Theories of Intelligence- Factors Theories of Intelligence
Unifactor theory or monarchic theory
This theory is the oldest in origin, holds that intelligence consists of one factor, a fund of intellectual competence, which is universal to all activities of the individual.
A man who has strength can move as much in one direction as he can in another. Similarly, if he has the fund of intelligence, he can utilize it in any sphere of life and depending on it, be as successful in one sphere as in any other. However, the ideas propagated by this theory are not born out in real-life situations.

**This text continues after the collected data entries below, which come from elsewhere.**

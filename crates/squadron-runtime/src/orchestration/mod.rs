//! Task orchestration: selection, queueing, admission and supervised execution.
//!
//! - [`AgentRegistry`]: descriptor registry and capability-based selection.
//! - [`TaskQueue`]: priority queue of accepted tasks, FIFO within a priority.
//! - [`ConcurrencyLimiter`]: semaphore-based cap on concurrently executing attempts.
//! - [`ExecutionSupervisor`]: per-agent attempt loop with timeout, retry and backoff.
//! - [`Orchestrator`]: the runtime tying the above together.

pub mod limiter;
pub mod orchestrator;
pub mod queue;
pub mod selector;
pub mod supervisor;

pub use limiter::{ConcurrencyLimiter, LimiterError, LimiterPermit};
pub use orchestrator::{CleanupFailure, JobTicket, Orchestrator, ShutdownReport};
pub use queue::TaskQueue;
pub use selector::AgentRegistry;
pub use supervisor::{ExecutionError, ExecutionSupervisor, RetryPolicy, ShutdownSignals};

It is seen, that a child who is good in mathematics may not, despite genuine interest and diligence, be able to do as well in civics while an above-average performer in the laboratory may not exhibit comparable competence in learning a language. Therefore we cannot assume good intelligence to be a guarantee of success in all spheres of human life, we can also not say that with certain specific types of abilities an individual would be entirely successful in a particular area and completely unsuccessful in other areas.
This shows that intelligence is not just a unitary factor and the unitary theory is, therefore, not acceptable.
Two Factor Theory
This theory was given by Spearman (1923). According to him, each intellectual activity involves a general factor ‘g’ which it shares with all intellectual activities and a specific factor ‘s’ which belongs to it alone.
General intelligence is a sort of general mental energy, running through all the different tasks. The amount of ‘g’ in a person depends on the amount of cortical (cerebral cortex) energy present and the maximum quantum of this is fixed.
Specific factor or capabilities give an individual the ability to deal with specific problems.
For example, an individual’s performance in Hindi is partly due to his general intelligence and partly due to some specific aptitude for language which he might possess. The factor g is thus present in all specific activities.
The total ability or intelligence ‘A’ of an individual will be expressed by the following equation:
g + s1 + s2 + s3 + ……., = A
Criticism on Two factor theory
This two factor theory of Spearman has been criticized on various grounds:
- Spearman held that intelligence may be expressed in terms of two factors, but as we have seen above, there are not only two but several factors (g, s1, s2, s3…..).
- According to Spearman, each job requires some specific ability. This view implied that there is nothing common to different jobs except a general factor and professions such as nurses, doctors, compounders could not be put in one group.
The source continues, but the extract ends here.